Exercise requirements
Report every line of the data where the string "WebSearch" appears.

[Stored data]
_ _ _

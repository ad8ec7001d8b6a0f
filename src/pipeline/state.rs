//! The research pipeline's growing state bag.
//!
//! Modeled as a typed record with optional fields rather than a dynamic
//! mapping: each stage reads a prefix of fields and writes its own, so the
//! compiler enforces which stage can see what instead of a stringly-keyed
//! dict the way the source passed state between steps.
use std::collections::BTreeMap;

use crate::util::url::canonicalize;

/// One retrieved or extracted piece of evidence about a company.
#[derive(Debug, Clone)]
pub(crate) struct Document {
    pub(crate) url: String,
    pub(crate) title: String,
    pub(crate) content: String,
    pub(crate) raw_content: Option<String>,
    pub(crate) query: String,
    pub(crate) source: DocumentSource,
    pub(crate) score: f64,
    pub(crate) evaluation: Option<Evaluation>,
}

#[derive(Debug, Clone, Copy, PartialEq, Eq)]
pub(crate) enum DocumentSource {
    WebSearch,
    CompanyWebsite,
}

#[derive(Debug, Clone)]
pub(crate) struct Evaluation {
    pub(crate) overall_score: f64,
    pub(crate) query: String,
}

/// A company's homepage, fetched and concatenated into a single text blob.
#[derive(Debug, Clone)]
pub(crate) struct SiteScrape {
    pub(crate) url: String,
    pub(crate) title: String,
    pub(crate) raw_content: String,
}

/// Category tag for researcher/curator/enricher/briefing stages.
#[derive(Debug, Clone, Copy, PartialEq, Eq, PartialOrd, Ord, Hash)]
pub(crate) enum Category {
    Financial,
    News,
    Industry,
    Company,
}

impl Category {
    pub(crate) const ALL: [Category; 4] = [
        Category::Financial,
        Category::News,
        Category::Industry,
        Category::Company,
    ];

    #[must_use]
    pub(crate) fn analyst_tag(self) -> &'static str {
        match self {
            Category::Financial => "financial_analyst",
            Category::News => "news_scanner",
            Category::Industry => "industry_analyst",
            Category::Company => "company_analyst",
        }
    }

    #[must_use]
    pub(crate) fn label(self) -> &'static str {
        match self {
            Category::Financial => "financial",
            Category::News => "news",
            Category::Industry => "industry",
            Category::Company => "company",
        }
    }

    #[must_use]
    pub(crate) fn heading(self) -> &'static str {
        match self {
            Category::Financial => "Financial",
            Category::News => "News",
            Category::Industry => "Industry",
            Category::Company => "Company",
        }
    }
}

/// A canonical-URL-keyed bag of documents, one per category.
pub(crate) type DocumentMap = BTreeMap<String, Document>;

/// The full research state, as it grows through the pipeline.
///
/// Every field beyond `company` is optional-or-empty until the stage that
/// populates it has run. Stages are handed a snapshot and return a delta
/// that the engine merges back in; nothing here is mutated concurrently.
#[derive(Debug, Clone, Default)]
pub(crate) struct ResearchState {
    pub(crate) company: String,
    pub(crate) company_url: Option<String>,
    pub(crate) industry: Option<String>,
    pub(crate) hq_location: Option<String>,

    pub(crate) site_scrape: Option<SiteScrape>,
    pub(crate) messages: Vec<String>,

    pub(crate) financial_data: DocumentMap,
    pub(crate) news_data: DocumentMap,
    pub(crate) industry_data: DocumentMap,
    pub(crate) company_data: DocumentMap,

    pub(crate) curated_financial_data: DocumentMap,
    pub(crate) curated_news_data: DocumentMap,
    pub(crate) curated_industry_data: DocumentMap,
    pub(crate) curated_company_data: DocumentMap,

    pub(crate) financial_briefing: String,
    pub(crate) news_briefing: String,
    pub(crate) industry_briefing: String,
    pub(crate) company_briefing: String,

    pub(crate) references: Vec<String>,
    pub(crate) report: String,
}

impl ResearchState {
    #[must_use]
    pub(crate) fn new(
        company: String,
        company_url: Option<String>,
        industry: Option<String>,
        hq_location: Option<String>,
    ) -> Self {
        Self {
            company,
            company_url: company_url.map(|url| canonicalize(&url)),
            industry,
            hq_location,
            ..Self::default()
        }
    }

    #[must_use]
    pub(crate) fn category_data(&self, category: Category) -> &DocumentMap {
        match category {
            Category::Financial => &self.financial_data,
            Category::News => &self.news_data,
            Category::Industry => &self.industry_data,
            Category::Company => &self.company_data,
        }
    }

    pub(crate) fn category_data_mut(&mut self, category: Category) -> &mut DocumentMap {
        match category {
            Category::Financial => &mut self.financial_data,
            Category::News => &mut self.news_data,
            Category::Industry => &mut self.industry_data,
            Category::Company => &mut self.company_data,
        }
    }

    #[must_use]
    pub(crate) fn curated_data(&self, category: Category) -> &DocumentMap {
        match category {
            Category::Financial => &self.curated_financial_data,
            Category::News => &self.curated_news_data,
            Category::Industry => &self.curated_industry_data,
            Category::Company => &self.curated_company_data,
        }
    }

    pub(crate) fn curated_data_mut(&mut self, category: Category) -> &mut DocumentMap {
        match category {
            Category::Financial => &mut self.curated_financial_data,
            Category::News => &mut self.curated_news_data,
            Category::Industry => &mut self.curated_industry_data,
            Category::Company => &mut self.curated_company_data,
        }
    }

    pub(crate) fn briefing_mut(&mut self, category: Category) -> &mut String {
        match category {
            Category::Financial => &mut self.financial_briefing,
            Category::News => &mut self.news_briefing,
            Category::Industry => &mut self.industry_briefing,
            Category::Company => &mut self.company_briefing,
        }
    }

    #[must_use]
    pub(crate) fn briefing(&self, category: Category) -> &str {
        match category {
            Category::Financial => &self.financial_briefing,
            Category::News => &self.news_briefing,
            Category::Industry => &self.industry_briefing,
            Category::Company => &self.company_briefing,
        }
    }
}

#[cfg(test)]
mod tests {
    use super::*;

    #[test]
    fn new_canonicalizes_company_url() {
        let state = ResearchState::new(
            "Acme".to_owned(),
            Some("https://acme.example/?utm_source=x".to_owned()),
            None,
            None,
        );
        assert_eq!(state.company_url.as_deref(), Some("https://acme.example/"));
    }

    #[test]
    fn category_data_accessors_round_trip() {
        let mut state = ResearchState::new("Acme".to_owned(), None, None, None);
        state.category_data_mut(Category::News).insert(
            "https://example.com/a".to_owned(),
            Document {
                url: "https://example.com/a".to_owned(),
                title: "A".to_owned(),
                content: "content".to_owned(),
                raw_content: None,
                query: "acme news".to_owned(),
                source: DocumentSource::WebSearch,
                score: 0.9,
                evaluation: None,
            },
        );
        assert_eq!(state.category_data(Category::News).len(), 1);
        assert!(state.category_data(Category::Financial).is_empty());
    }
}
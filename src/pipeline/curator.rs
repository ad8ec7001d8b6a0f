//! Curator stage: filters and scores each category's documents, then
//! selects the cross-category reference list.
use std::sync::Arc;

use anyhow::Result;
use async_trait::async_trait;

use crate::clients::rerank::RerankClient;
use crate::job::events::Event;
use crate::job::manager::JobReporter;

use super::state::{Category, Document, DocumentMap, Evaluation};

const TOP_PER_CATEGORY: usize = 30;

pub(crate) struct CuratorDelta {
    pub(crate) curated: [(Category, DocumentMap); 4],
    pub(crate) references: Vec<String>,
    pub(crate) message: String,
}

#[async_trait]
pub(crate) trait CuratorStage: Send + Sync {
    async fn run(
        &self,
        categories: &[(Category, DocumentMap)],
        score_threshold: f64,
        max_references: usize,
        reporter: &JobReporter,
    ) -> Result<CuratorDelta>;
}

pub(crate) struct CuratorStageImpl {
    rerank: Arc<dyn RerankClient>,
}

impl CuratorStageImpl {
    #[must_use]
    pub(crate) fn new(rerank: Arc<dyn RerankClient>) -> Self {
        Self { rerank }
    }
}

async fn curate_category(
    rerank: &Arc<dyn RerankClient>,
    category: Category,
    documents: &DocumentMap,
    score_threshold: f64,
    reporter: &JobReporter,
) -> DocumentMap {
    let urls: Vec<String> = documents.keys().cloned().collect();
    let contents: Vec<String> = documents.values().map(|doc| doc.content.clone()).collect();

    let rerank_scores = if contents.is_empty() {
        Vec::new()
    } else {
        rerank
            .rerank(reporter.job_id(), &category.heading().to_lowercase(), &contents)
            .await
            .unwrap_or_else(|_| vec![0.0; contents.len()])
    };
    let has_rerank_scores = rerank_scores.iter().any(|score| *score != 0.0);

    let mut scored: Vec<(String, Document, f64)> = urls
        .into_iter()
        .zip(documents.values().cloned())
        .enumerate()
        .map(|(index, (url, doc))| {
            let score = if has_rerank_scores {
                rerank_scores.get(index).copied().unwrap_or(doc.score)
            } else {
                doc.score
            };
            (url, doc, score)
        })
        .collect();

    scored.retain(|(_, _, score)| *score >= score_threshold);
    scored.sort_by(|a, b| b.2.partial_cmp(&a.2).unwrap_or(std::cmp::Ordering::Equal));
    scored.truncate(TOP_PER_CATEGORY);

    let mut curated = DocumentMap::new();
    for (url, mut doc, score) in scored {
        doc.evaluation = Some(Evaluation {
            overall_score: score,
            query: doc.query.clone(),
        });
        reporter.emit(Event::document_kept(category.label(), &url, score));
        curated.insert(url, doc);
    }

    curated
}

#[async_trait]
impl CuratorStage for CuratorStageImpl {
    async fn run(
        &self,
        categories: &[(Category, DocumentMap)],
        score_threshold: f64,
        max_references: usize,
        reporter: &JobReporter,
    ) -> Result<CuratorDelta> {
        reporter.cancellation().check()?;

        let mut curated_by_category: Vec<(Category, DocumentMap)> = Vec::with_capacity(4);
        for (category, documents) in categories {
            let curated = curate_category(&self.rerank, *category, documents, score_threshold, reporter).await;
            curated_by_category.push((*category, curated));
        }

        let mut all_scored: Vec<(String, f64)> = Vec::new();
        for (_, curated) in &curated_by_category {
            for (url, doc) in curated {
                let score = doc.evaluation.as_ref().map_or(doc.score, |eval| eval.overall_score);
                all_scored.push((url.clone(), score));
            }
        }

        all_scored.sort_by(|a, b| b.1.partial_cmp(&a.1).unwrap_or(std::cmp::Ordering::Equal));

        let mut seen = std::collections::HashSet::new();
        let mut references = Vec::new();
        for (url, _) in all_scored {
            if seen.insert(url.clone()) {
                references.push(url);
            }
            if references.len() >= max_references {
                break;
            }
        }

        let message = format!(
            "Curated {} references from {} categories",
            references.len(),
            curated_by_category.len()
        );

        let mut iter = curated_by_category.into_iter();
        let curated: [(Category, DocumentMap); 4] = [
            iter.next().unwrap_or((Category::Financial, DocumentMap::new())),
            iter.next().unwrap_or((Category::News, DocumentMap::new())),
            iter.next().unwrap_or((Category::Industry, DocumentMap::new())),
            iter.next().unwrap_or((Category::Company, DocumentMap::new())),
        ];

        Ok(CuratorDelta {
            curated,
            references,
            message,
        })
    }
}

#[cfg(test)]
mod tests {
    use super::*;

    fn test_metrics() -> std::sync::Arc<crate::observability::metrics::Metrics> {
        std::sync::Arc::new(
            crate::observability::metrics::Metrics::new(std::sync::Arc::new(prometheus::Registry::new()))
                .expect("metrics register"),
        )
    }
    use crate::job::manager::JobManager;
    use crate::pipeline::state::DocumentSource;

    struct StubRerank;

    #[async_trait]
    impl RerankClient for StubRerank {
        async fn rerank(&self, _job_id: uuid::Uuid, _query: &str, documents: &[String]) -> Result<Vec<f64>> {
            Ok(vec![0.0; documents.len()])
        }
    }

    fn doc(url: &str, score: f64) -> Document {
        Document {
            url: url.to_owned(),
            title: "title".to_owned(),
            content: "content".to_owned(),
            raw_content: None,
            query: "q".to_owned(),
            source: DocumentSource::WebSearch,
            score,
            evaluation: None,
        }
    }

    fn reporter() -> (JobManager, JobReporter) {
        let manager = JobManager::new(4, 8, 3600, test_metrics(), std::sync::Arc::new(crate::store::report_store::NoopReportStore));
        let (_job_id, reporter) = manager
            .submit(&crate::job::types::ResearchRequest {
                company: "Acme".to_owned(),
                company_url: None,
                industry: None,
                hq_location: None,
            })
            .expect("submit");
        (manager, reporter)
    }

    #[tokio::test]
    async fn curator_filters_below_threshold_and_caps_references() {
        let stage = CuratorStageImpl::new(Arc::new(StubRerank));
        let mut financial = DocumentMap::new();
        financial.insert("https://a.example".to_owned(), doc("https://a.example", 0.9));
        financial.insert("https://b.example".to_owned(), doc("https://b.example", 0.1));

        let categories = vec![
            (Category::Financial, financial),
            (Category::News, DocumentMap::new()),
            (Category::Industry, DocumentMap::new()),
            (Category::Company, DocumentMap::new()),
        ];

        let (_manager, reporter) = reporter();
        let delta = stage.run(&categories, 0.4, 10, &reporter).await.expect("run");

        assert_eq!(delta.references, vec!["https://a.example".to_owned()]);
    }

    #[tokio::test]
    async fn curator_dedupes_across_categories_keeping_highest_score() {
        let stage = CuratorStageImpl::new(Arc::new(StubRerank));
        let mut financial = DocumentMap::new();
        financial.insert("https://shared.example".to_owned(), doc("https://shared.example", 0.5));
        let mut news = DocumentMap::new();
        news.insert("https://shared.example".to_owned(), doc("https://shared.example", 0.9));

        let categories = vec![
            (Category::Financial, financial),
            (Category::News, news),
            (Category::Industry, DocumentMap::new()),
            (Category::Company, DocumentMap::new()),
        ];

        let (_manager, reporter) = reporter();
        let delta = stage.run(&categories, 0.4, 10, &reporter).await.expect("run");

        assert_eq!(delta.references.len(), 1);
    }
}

_ _ _

Answer space
    WebSearch,
                source: DocumentSource::WebSearch,
            source: DocumentSource::WebSearch,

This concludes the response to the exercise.